__WHAT YOU ARE ASKED TO DO__: How many lines of the data contain the word "InMemoryBank"? Give only that number.

##############################

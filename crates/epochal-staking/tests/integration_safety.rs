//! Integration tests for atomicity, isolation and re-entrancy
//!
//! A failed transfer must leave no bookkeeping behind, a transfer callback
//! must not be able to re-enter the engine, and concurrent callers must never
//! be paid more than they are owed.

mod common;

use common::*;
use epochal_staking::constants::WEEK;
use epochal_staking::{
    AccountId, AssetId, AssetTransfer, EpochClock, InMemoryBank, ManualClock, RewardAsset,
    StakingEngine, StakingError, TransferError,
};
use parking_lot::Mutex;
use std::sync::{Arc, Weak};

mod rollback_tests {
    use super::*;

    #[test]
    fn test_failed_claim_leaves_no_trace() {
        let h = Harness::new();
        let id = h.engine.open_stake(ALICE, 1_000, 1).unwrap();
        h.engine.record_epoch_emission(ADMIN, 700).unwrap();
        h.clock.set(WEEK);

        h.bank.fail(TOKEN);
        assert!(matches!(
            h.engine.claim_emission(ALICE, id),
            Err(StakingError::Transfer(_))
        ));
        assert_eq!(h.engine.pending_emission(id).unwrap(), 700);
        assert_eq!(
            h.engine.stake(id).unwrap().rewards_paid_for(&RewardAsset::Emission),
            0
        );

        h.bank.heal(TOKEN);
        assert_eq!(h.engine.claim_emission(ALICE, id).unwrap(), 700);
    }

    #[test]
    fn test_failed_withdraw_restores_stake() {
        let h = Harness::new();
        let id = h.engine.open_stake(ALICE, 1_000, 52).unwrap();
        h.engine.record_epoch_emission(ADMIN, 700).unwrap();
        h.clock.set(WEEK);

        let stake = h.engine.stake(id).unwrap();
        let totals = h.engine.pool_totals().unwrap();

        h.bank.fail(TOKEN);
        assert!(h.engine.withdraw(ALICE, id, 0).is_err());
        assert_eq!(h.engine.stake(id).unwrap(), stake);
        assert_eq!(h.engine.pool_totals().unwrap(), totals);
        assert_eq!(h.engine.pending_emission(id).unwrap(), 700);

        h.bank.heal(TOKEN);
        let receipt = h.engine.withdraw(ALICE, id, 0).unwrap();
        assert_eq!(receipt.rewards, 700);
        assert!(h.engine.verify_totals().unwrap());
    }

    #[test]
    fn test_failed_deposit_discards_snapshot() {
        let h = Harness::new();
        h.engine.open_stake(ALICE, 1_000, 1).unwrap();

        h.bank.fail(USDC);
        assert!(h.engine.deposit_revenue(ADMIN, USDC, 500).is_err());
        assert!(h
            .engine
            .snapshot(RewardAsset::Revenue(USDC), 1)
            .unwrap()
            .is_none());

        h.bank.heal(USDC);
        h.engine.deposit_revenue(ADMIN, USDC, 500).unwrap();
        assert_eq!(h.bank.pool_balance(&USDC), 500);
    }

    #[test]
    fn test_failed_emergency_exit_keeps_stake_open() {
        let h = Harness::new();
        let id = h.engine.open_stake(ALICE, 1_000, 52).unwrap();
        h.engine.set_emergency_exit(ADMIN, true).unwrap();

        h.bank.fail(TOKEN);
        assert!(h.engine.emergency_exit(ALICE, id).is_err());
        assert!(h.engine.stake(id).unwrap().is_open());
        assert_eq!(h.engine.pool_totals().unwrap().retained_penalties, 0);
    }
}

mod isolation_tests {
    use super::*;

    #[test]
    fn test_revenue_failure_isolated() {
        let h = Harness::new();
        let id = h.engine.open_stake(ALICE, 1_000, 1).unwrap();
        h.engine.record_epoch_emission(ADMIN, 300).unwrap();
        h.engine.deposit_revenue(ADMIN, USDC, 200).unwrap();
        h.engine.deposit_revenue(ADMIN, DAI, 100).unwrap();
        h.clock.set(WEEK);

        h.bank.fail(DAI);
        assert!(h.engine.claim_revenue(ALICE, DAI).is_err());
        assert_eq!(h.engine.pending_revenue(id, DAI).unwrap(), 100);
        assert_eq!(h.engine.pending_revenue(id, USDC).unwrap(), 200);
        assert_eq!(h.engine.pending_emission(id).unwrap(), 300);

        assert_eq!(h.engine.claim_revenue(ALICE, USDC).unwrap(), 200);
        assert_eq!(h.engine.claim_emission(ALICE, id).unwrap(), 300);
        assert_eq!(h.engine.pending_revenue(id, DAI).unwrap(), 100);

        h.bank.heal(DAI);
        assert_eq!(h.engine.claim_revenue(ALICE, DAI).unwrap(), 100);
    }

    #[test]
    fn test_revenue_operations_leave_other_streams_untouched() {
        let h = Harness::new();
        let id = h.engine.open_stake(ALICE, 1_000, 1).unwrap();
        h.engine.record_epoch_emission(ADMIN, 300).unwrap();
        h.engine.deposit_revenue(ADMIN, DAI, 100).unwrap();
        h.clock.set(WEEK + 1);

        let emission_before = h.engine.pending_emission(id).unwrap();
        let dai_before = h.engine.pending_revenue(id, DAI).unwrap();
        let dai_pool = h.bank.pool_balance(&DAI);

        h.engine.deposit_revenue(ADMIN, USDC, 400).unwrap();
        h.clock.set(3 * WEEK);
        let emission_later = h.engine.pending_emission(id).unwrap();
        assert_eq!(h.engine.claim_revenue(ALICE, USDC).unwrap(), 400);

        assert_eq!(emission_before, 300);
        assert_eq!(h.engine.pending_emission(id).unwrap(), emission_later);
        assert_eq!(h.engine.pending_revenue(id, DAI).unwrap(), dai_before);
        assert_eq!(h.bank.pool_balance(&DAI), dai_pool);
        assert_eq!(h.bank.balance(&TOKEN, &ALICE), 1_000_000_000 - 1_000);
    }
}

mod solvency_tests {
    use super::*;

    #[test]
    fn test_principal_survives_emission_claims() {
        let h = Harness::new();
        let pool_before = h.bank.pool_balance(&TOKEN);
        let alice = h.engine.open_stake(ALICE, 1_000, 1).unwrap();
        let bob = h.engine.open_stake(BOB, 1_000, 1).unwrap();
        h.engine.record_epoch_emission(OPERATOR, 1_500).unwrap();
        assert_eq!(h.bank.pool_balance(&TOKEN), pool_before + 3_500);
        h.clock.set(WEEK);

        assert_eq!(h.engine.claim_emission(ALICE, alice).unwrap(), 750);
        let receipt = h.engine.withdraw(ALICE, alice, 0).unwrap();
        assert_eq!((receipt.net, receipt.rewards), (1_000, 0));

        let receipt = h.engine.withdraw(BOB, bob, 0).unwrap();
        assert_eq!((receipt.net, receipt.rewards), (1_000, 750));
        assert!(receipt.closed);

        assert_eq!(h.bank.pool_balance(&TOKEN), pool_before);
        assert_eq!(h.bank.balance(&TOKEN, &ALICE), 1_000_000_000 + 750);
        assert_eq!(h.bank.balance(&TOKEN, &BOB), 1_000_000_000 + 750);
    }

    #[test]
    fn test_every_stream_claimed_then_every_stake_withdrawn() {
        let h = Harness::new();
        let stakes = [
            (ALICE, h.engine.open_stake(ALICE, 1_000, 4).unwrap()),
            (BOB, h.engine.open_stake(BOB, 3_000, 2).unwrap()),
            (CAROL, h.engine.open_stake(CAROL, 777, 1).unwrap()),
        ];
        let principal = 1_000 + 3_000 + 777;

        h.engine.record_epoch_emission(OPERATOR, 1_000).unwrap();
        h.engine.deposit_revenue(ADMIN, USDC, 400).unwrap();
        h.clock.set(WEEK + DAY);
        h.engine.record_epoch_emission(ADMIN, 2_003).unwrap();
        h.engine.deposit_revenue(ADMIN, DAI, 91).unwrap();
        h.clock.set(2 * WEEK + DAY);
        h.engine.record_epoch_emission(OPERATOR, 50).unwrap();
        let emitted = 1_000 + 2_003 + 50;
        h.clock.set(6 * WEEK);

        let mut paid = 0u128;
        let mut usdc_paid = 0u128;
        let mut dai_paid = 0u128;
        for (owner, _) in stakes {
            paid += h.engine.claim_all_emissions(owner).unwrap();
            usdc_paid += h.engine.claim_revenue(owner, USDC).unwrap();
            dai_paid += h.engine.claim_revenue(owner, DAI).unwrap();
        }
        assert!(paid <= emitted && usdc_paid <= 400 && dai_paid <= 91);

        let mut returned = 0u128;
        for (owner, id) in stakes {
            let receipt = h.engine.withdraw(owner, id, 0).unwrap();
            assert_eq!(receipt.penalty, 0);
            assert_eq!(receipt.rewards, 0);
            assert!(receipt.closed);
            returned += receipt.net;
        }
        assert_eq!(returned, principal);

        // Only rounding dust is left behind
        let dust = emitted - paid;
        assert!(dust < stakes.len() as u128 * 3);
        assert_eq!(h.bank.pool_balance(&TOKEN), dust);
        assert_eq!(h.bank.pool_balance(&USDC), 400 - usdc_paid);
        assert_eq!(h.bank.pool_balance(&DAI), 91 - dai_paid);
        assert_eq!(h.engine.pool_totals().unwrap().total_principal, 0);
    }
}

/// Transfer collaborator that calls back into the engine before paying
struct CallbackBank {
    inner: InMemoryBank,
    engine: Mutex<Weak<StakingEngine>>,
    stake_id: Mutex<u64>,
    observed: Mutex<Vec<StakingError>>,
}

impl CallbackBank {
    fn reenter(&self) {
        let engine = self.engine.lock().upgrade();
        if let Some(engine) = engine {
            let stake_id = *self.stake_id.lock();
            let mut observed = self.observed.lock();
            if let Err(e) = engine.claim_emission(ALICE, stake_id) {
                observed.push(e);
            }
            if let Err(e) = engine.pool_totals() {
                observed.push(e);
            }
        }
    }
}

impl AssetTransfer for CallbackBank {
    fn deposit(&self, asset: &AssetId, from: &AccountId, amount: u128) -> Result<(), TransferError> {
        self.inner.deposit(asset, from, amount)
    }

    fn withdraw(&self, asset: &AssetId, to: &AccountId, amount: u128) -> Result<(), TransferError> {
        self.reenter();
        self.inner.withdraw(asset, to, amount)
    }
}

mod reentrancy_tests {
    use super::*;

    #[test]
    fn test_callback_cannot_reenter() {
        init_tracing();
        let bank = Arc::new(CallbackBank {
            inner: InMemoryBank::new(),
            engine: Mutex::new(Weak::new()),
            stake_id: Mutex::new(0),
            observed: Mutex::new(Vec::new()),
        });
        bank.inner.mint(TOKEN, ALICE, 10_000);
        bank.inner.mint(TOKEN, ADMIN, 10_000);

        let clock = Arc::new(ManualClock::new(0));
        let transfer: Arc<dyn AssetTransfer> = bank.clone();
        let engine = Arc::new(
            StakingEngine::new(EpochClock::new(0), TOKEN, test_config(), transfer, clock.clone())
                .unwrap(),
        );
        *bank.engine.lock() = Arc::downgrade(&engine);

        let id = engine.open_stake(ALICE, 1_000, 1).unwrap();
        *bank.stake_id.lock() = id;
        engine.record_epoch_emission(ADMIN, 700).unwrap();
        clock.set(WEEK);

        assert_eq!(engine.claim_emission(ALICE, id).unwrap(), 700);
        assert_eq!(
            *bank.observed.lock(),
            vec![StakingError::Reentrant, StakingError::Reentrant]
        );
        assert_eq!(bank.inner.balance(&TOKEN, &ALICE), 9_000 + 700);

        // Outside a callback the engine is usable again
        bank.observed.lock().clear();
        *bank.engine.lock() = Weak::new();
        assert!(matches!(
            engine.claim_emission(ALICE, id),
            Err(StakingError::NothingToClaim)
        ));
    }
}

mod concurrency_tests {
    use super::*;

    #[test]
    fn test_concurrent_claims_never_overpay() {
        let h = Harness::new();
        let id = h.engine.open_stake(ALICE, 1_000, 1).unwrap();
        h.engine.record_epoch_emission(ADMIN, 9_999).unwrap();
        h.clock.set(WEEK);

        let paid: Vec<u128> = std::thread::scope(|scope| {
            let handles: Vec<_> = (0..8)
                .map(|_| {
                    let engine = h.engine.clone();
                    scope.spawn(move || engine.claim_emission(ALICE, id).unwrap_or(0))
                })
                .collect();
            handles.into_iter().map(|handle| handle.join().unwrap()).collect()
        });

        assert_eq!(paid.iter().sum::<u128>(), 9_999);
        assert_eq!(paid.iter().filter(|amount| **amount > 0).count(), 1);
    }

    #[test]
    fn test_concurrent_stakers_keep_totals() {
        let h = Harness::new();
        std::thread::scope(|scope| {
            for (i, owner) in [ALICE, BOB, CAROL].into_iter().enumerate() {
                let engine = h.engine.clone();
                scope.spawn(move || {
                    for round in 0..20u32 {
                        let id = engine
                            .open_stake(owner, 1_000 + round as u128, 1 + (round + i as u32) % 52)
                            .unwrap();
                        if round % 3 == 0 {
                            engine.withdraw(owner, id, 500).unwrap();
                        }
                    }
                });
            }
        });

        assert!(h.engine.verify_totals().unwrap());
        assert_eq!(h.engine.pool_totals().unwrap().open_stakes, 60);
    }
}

##############################

__EXPECTED OUTPUT__: 3